Heutzutage trägt das Internet dazu bei, dass es keinen Weg zurück gibt – mit einer ähnlichen Fatalität wie der ehemals „schlechte Ruf“. Was einmal gepostet wurde, verbreitet sich in Windeseile, v.a. wenn der Inhalt die Schaulust und den Voyeurismus der User bedient. Diejenigen, die sich ungewollt als Gegenstand einer viralen Welle wiederfinden, haben überhaupt keine Chance, selbst Stellung zu nehmen und die Hoheit über die eigene Person wiederzugewinnen.

Diese Mechanismen haben etwa im Fall von Audrie Pott und Daisy Coleman gegriffen, deren Schicksal ein Dokumentarfilm nachgezeichnet hat. Ihre intimen Verletzungen wurden zum öffentlichen Spektakel. Die Videos, Bilder und die Häme in sozialen Netzwerken machten die Gewalt erst recht unumkehrbar. Statt Mitgefühl erfuhren sie Verachtung. Sie wurden reduziert auf ein Bild, das andere von ihnen zeichneten – und sie hielten der Last dieser Scham nicht stand.

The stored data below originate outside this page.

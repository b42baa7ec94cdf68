//! # Document store
//!
//! The persistence capability consumed by the orchestration layer. Two
//! collections are exposed through two traits so callers (and tests) can
//! depend on exactly the collection they touch:
//!
//! - [`ReservationStore`] - reservations, keyed by [`DocumentId`], with an
//!   exact-match filter on user, table, date and time.
//! - [`TableStore`] - dining tables.
//!
//! ## Backends
//!
//! - [`MemoryStore`] - process-local maps behind a `tokio` `RwLock`.
//! - [`RedbStore`] - an embedded `redb` database storing each document as JSON.
//!
//! Both backends enforce slot uniqueness: inserting a reservation, or moving
//! one with an update, onto a (table, date, time) slot that already holds a
//! reservation fails with [`StoreError::SlotTaken`] and writes nothing.

mod embedded;
mod memory;

pub use embedded::RedbStore;
pub use memory::MemoryStore;

use crate::model::{Document, Reservation, ReservationPatch, Slot, Table, TablePatch};
use crate::types::DocumentId;
use async_trait::async_trait;

pub type StoreResult<T> = core::result::Result<T, StoreError>;

/// Failures reported by a document store.
#[derive(Debug, thiserror::Error)]
pub enum StoreError {
    #[error("No document in `{collection}` with id {id}")]
    NotFound { collection: &'static str, id: String },

    #[error("Slot already taken: {0}")]
    SlotTaken(Slot),

    #[error("Serialization error: {0}")]
    Serialization(#[from] serde_json::Error),

    #[error("Database error: {0}")]
    Database(#[from] redb::DatabaseError),

    #[error("Transaction error: {0}")]
    Transaction(#[from] redb::TransactionError),

    #[error("Table error: {0}")]
    Table(#[from] redb::TableError),

    #[error("Storage error: {0}")]
    Storage(#[from] redb::StorageError),

    #[error("Commit error: {0}")]
    Commit(#[from] redb::CommitError),

    /// The backend could not serve the request.
    #[error("Store unavailable: {0}")]
    Unavailable(String),
}

impl StoreError {
    pub(crate) fn not_found(collection: &'static str, id: DocumentId) -> Self {
        StoreError::NotFound {
            collection,
            id: id.to_string(),
        }
    }
}

/// Exact-match filter over reservation documents. Unset fields match
/// anything.
#[derive(Debug, Clone, Default, PartialEq, Eq)]
pub struct ReservationFilter {
    pub user_id: Option<String>,
    pub table_id: Option<String>,
    pub date: Option<String>,
    pub time: Option<String>,
}

impl ReservationFilter {
    pub fn user(user_id: impl Into<String>) -> Self {
        Self {
            user_id: Some(user_id.into()),
            ..Self::default()
        }
    }

    pub fn date(date: impl Into<String>) -> Self {
        Self {
            date: Some(date.into()),
            ..Self::default()
        }
    }

    pub fn slot(slot: &Slot) -> Self {
        Self {
            table_id: Some(slot.table_id.clone()),
            date: Some(slot.date.clone()),
            time: Some(slot.time.clone()),
            ..Self::default()
        }
    }

    pub fn matches(&self, reservation: &Reservation) -> bool {
        fn eq(expected: &Option<String>, actual: &str) -> bool {
            expected.as_deref().is_none_or(|expected| expected == actual)
        }
        eq(&self.user_id, &reservation.user_id)
            && eq(&self.table_id, &reservation.table_id)
            && eq(&self.date, &reservation.date)
            && eq(&self.time, &reservation.time)
    }
}

/// The reservation collection.
#[cfg_attr(test, mockall::automock)]
#[async_trait]
pub trait ReservationStore: Send + Sync {
    /// Inserts a reservation and returns its new identifier.
    async fn insert_reservation(&self, reservation: Reservation) -> StoreResult<DocumentId>;

    async fn find_reservation(&self, id: DocumentId) -> StoreResult<Document<Reservation>>;

    /// All reservations matching `filter`, oldest first.
    async fn find_reservations(
        &self,
        filter: ReservationFilter,
    ) -> StoreResult<Vec<Document<Reservation>>>;

    async fn count_reservations(&self, filter: ReservationFilter) -> StoreResult<u64>;

    async fn update_reservation(&self, id: DocumentId, patch: ReservationPatch)
    -> StoreResult<()>;

    async fn delete_reservation(&self, id: DocumentId) -> StoreResult<()>;
}

/// The dining table collection.
#[cfg_attr(test, mockall::automock)]
#[async_trait]
pub trait TableStore: Send + Sync {
    /// Inserts a table and returns its new identifier.
    async fn insert_table(&self, table: Table) -> StoreResult<DocumentId>;

    /// All tables ordered by table number.
    async fn find_tables(&self) -> StoreResult<Vec<Document<Table>>>;

    async fn update_table(&self, id: DocumentId, patch: TablePatch) -> StoreResult<()>;
}

pub(crate) fn sort_reservations(reservations: &mut [Document<Reservation>]) {
    reservations.sort_by(|a, b| {
        a.body
            .created_at
            .cmp(&b.body.created_at)
            .then_with(|| a.id.cmp(&b.id))
    });
}

pub(crate) fn sort_tables(tables: &mut [Document<Table>]) {
    tables.sort_by(|a, b| {
        a.body
            .number
            .cmp(&b.body.number)
            .then_with(|| a.id.cmp(&b.id))
    });
}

Und sie sind kein Einzelfall: Der Druck gesellschaftlicher Ächtung wirkt sich auf die Psyche der Frauen aus, macht sie krank und treibt sie nicht selten in den Suizid. Die Krankheit heißt nicht mehr Tuberkulose, sondern digitale Brandmarkung, Victim-Blaming durch eine Öffentlichkeit, die Täter entschuldigt und Opfer stigmatisiert. „Die Scham muss die Seite wechseln" (Gisele Pélicot) – nicht die Opfer sollten sich schämen, sondern diejenigen, die Gewalt ausüben, Bilder verbreiten, zuschauen und sich am Elend anderer ergötzen.